Regulator Efek Siprus Menyerukan untuk Mengadopsi Kerangka Anti Pencucian Uang UE

0
23

Komisi Sekuritas dan Pertukaran Siprus (CySEC) menyerukan transposisi Arahan Anti Pencucian Uang (AML) Kelima (AML) Kelima Uni Eropa (AML) ke dalam hukum nasional – memasukkan peraturan lokal tentang cryptocurrency berdasarkan ketentuannya. Pengumuman dan makalah konsultasi CySEC tentang masalah ini diterbitkan pada 19 Februari.
Arahan itu, yang mulai berlaku pada 9 Juli 2018, menetapkan kerangka hukum baru bagi regulator keuangan Eropa untuk memantau bisnis dan penyedia layanan terkait crypto untuk melindungi dari pencucian uang dan pendanaan terorisme.
Secara khusus, arahan memperluas ruang lingkup pengawasan regulasi ke penyedia kripto dan dompet, memberlakukan persyaratan transparansi yang lebih ketat yang diarahkan pada pembayaran anonim – baik dilakukan melalui bursa atau kartu prabayar.
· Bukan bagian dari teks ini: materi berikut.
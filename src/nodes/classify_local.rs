//! Local classification: runs the injected classifier over normalized bytes.

use std::sync::Arc;

use async_trait::async_trait;
use tracing::info;

use crate::collaborators::Classifier;
use crate::graph::TurnNode;
use crate::types::{CallStatus, ClassifierScratch, ConversationState, Namespace, NodeDelta};

pub struct ClassifyLocalNode {
  classifier: Arc<dyn Classifier>,
  top_k: usize,
}

impl ClassifyLocalNode {
  pub fn new(classifier: Arc<dyn Classifier>, top_k: usize) -> Self {
    Self { classifier, top_k }
  }
}

#[async_trait]
impl TurnNode for ClassifyLocalNode {
  fn owns(&self) -> &'static [Namespace] {
    &[Namespace::Classifier]
  }

  async fn run(&self, state: &ConversationState) -> NodeDelta {
    let mut delta = NodeDelta::default();
    let Some(bytes) = state.image_bytes() else {
      delta.scratch.classifier = Some(ClassifierScratch::failed(
        CallStatus::Invalid,
        "no normalized image bytes",
      ));
      return delta;
    };

    let report = self.classifier.infer(bytes, self.top_k).await;
    let predicted = report.top.first().map(|r| r.label.clone());
    info!(
      status = %report.status,
      predicted = predicted.as_deref().unwrap_or("-"),
      p1 = report.p1,
      entropy = report.entropy,
      "local classification done"
    );
    delta.scratch.classifier = Some(ClassifierScratch {
      status: report.status,
      p1: report.p1,
      p2: report.p2,
      margin: report.p1 - report.p2,
      entropy: report.entropy,
      predicted,
      top: report.top,
      error: report.error,
    });
    delta
  }
}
Negara-negara anggota UE harus memasukkan arahan ke dalam undang-undang nasional mereka masing-masing sebelum 20 Januari 2020.
Dalam pengumumannya, CySEC mencatat bahwa CySEC Innovation Hub yang berorientasi fintech telah menerima banyak pertanyaan dari entitas terkait crypto, banyak di antaranya yang “belum masuk dalam kerangka peraturan yang ada.”
Dengan demikian badan tersebut mengadvokasi untuk formalisasi AMLD5 ke dalam undang-undang, dan mengusulkan membawa beberapa bidang tambahan kegiatan terkait kripto di Siprus di bawah kewajiban AML / CFT. Ini, yang khususnya tidak termasuk dalam ketentuan AMLD5, adalah sebagai berikut:
“A) pertukaran antara aset crypto, b) transfer aset virtual, dan c) partisipasi dalam dan penyediaan layanan keuangan yang terkait dengan penawaran penerbit dan / atau penjualan aset crypto.”
Dalam makalah konsultasinya, agensi menyatakan perpanjangan ini didasarkan pada “penilaian risiko potensial yang ditimbulkan pada perlindungan investor dan integritas pasar, dan definisi yang diterima industri.”
Seperti yang baru-baru ini dilaporkan, kabinet Irlandia Januari ini menyetujui suatu RUU yang akan memberi dampak kepada AMLD5 di negara tersebut.
Desember lalu, Siprus adalah salah satu dari tujuh negara anggota UE selatan yang mengeluarkan deklarasi yang menyerukan promosi penggunaan Distributed Ledger Technologies (DLT) di wilayah tersebut.
Pada musim gugur, Invest Cyprus – mitra investasi nasional republik – menandatangani Memorandum of Understanding (MoU) dengan platform blockchain yang berbasis di Singapura, VeChain Foundation, untuk mengerjakan serangkaian strategi investasi tingkat nasional untuk mendorong inovasi blockchain.